• About this task
Each record should be copied exactly, and none of them omitted.

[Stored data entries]
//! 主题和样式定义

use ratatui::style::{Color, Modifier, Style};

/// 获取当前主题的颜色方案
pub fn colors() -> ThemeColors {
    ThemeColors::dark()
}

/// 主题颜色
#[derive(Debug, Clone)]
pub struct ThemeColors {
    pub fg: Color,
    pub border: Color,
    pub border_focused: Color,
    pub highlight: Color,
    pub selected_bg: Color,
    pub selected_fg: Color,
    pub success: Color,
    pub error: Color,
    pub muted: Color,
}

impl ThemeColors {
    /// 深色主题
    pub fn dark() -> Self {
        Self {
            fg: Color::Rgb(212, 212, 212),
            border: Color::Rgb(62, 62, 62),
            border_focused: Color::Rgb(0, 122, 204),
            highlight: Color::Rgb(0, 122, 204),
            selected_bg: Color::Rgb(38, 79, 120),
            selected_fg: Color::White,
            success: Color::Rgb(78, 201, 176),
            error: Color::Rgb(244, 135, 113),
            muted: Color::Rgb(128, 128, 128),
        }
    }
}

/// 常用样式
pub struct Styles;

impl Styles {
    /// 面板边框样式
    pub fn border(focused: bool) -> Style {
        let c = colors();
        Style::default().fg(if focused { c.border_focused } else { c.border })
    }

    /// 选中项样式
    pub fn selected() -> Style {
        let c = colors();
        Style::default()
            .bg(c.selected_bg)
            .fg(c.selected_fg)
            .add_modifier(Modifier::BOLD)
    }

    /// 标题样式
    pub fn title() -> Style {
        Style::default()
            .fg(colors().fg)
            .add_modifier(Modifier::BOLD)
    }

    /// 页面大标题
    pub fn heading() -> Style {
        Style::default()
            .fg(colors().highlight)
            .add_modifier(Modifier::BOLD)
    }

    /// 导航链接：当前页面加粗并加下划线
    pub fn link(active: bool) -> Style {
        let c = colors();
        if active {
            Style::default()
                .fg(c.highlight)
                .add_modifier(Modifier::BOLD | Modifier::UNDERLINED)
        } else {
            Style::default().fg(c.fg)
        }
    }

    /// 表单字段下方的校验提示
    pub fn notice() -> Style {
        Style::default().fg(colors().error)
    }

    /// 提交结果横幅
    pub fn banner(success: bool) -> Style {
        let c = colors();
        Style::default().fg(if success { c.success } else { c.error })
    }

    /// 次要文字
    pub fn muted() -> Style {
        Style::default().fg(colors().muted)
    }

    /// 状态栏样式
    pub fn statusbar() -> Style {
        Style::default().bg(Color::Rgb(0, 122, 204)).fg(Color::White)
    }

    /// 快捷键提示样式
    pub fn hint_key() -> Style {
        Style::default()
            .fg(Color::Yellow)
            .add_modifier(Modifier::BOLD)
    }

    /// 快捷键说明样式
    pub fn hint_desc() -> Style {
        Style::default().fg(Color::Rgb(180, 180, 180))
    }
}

• Output of the task
//! 主题和样式定义

use ratatui::style::{Color, Modifier, Style};

/// 获取当前主题的颜色方案
pub fn colors() -> ThemeColors {
    ThemeColors::dark()
}

/// 主题颜色
#[derive(Debug, Clone)]
pub struct ThemeColors {
    pub fg: Color,
    pub border: Color,
    pub border_focused: Color,
    pub highlight: Color,
    pub selected_bg: Color,
    pub selected_fg: Color,
    pub success: Color,
    pub error: Color,
    pub muted: Color,
}

impl ThemeColors {
    /// 深色主题
    pub fn dark() -> Self {
        Self {
            fg: Color::Rgb(212, 212, 212),
            border: Color::Rgb(62, 62, 62),
            border_focused: Color::Rgb(0, 122, 204),
            highlight: Color::Rgb(0, 122, 204),
            selected_bg: Color::Rgb(38, 79, 120),
            selected_fg: Color::White,
            success: Color::Rgb(78, 201, 176),
            error: Color::Rgb(244, 135, 113),
            muted: Color::Rgb(128, 128, 128),
        }
    }
}

/// 常用样式
pub struct Styles;

impl Styles {
    /// 面板边框样式
    pub fn border(focused: bool) -> Style {
        let c = colors();
        Style::default().fg(if focused { c.border_focused } else { c.border })
    }

    /// 选中项样式
    pub fn selected() -> Style {
        let c = colors();
        Style::default()
            .bg(c.selected_bg)
            .fg(c.selected_fg)
            .add_modifier(Modifier::BOLD)
    }

    /// 标题样式
    pub fn title() -> Style {
        Style::default()
            .fg(colors().fg)
            .add_modifier(Modifier::BOLD)
    }

    /// 页面大标题
    pub fn heading() -> Style {
        Style::default()
            .fg(colors().highlight)
            .add_modifier(Modifier::BOLD)
    }

    /// 导航链接：当前页面加粗并加下划线
    pub fn link(active: bool) -> Style {
        let c = colors();
        if active {
            Style::default()
                .fg(c.highlight)
                .add_modifier(Modifier::BOLD | Modifier::UNDERLINED)
        } else {
            Style::default().fg(c.fg)
        }
    }

    /// 表单字段下方的校验提示
    pub fn notice() -> Style {
        Style::default().fg(colors().error)
    }

    /// 提交结果横幅
    pub fn banner(success: bool) -> Style {
        let c = colors();
        Style::default().fg(if success { c.success } else { c.error })
    }

    /// 次要文字
    pub fn muted() -> Style {
        Style::default().fg(colors().muted)
    }

    /// 状态栏样式
    pub fn statusbar() -> Style {
        Style::default().bg(Color::Rgb(0, 122, 204)).fg(Color::White)
    }

    /// 快捷键提示样式
    pub fn hint_key() -> Style {
        Style::default()
            .fg(Color::Yellow)
            .add_modifier(Modifier::BOLD)
    }

    /// 快捷键说明样式
    pub fn hint_desc() -> Style {
        Style::default().fg(Color::Rgb(180, 180, 180))
    }
}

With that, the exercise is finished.